* Supplied entries *
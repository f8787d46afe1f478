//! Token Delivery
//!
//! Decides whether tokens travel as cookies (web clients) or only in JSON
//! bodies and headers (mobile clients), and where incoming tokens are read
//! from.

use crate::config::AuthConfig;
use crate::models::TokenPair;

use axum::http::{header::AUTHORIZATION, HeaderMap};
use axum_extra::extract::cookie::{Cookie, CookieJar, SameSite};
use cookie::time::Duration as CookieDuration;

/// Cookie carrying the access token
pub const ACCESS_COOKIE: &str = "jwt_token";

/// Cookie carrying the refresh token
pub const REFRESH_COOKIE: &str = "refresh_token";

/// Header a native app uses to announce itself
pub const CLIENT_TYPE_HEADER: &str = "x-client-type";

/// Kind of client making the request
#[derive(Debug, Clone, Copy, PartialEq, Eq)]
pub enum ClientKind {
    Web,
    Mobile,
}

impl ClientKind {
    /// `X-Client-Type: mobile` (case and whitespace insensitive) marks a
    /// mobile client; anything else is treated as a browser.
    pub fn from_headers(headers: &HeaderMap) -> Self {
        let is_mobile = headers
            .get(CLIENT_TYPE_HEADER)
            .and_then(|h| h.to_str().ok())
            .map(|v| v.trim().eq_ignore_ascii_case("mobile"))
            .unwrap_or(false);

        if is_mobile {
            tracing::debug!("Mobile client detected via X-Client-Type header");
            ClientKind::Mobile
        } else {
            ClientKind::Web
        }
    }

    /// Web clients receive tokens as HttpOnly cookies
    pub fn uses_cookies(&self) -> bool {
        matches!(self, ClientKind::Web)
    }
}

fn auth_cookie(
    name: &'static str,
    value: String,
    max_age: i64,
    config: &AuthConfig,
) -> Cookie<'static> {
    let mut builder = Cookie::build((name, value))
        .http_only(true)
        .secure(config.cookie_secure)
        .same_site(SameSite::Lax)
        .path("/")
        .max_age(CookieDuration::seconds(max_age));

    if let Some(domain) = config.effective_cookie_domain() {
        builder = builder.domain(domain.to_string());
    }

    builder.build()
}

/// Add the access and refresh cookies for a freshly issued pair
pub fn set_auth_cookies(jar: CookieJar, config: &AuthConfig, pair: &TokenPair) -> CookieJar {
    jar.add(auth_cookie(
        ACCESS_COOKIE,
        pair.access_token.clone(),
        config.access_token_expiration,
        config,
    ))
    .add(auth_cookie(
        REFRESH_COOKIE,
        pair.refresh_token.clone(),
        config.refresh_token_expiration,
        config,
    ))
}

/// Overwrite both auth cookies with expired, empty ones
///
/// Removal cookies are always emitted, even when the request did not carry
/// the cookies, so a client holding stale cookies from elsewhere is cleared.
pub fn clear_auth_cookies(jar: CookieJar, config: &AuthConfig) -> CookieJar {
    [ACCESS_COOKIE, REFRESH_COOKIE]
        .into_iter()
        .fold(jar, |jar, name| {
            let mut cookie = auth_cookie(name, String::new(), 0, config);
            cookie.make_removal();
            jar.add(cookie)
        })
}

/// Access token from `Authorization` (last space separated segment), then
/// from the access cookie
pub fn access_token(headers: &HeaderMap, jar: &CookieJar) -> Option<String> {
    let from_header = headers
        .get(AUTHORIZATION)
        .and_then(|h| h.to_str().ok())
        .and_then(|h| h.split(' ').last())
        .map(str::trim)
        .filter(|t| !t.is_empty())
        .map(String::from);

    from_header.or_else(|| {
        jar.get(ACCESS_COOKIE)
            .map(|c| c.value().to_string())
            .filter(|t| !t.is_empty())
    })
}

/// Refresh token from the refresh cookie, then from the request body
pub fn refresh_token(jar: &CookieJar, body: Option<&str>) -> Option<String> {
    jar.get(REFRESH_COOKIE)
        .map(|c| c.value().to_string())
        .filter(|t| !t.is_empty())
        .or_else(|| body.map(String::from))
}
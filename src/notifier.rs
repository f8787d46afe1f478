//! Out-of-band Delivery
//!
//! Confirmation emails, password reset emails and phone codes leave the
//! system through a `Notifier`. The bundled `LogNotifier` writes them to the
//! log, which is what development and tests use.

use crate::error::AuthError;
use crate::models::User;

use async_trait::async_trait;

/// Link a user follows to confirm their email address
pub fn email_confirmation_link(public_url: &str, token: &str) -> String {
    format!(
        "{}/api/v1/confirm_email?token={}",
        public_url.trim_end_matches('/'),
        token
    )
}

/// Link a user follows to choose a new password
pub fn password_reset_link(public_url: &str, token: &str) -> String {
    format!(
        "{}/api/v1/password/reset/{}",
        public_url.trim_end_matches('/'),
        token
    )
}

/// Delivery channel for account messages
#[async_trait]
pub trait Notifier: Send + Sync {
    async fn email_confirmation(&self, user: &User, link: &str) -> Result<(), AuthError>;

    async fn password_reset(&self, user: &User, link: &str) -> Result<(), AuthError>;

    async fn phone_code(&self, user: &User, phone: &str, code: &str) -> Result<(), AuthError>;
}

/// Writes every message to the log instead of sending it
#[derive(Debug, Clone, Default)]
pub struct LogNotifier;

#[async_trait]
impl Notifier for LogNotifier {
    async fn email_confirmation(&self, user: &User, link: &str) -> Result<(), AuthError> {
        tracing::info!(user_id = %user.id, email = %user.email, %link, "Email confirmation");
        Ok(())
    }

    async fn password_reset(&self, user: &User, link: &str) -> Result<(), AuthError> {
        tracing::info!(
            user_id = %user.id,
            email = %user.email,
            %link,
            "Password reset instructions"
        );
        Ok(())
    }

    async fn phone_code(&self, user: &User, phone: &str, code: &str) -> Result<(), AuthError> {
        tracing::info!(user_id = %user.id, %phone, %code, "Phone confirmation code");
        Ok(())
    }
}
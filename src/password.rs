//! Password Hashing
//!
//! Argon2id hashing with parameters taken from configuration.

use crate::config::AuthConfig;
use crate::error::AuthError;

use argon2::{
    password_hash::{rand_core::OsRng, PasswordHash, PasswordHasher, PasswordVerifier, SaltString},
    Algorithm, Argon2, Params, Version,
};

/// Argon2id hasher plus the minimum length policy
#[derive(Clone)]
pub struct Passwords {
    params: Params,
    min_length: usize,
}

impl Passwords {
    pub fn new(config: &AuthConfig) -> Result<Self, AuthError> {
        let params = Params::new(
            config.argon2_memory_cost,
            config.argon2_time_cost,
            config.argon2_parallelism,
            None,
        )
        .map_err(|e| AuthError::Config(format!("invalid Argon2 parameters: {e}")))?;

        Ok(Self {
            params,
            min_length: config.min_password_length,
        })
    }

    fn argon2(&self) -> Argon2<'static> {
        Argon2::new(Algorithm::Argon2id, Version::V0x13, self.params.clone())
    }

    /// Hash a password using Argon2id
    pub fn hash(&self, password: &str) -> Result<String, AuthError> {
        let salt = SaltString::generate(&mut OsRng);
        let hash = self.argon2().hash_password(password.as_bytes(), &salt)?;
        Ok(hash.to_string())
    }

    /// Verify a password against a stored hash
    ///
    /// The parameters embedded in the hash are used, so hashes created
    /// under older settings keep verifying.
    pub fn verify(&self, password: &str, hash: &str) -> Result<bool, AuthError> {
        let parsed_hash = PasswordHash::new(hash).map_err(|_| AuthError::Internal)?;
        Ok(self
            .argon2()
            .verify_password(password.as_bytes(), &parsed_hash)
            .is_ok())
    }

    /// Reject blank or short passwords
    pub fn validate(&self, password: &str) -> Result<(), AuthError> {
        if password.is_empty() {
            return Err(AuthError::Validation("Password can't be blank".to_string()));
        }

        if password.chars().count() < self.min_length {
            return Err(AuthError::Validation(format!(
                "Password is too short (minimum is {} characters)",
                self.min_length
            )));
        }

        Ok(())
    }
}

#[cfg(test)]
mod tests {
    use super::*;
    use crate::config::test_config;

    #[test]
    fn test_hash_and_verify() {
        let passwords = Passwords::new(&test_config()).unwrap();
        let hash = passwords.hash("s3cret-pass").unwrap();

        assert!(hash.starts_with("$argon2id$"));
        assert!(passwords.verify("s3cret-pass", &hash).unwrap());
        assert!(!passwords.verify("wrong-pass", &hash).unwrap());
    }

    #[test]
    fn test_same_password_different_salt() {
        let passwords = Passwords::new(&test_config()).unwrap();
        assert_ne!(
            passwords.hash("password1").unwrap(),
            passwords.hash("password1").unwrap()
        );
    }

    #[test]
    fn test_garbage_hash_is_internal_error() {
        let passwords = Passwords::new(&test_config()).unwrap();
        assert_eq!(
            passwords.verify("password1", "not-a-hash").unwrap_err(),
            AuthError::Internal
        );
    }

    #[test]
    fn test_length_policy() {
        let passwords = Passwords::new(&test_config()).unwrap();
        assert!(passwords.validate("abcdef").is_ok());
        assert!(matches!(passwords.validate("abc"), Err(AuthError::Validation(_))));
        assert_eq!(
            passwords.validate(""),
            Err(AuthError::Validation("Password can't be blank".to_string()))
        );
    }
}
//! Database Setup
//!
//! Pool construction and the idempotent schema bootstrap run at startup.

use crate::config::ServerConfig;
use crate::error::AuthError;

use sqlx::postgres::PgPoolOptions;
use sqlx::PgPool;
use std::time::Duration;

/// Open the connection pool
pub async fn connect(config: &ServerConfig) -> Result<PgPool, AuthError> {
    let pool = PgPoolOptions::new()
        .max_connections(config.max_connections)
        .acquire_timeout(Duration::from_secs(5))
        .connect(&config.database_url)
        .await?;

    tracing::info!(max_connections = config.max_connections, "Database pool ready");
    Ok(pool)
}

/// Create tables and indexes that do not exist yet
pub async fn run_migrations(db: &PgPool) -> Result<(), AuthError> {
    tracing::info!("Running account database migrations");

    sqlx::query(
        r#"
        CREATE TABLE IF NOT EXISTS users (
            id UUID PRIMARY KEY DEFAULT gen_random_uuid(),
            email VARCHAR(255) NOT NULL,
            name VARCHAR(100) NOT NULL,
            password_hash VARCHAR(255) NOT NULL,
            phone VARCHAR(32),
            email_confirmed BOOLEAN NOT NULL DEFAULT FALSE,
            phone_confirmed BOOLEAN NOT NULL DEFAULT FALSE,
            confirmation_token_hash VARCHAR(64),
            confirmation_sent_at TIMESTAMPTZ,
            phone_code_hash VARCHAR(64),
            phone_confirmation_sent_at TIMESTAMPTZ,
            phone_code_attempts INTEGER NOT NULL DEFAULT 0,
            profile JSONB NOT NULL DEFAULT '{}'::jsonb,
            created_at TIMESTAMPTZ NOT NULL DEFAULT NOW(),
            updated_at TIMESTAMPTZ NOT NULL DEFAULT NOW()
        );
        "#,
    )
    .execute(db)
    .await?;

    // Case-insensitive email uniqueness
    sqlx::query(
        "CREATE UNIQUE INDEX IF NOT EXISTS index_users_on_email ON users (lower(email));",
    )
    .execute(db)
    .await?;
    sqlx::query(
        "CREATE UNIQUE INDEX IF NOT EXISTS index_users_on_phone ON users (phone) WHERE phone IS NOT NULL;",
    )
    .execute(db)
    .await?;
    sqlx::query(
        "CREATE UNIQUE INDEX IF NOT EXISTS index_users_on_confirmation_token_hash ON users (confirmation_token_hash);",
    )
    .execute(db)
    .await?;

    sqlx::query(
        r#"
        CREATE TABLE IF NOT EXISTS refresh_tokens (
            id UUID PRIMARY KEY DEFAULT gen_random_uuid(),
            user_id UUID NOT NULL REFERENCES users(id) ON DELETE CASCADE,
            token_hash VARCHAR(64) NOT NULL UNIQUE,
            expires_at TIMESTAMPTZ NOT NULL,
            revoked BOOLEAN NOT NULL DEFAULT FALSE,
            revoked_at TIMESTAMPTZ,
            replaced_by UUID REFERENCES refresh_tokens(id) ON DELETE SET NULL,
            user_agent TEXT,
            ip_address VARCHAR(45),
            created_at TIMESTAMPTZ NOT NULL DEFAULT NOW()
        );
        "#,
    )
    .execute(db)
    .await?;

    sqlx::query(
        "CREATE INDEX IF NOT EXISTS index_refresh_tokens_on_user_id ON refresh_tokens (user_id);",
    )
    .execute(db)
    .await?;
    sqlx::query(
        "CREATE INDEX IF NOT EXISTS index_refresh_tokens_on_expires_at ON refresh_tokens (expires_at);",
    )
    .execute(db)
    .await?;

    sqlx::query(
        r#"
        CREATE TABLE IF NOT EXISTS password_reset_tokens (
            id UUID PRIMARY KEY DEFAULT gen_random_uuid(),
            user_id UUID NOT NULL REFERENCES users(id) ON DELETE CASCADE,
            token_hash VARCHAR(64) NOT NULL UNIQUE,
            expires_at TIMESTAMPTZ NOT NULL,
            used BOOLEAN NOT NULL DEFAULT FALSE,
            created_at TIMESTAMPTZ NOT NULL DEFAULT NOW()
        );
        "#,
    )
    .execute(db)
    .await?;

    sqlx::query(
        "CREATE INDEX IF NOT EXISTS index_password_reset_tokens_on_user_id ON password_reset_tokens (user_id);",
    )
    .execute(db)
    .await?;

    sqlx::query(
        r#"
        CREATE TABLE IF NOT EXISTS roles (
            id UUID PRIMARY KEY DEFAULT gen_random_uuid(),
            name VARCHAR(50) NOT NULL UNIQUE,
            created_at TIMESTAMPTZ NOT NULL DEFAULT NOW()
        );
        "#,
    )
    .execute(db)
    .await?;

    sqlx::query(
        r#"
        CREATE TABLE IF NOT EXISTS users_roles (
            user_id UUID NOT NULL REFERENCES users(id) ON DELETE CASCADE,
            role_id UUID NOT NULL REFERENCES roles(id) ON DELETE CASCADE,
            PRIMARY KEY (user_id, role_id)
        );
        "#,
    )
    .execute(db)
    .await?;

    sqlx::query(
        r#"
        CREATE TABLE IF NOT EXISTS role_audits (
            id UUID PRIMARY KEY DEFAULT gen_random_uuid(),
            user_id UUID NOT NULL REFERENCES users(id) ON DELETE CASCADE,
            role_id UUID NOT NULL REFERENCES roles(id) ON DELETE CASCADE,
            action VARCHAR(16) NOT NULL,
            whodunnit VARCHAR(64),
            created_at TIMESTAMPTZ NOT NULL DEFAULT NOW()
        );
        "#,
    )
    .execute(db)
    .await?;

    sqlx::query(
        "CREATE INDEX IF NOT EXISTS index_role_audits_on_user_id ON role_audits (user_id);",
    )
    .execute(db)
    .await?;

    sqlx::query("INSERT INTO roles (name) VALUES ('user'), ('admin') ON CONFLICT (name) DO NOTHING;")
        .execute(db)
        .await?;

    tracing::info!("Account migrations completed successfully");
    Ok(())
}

* Exercise description *
Across the data above, count the lines that include the word "Version", and respond with the number alone.

* Answer area *
2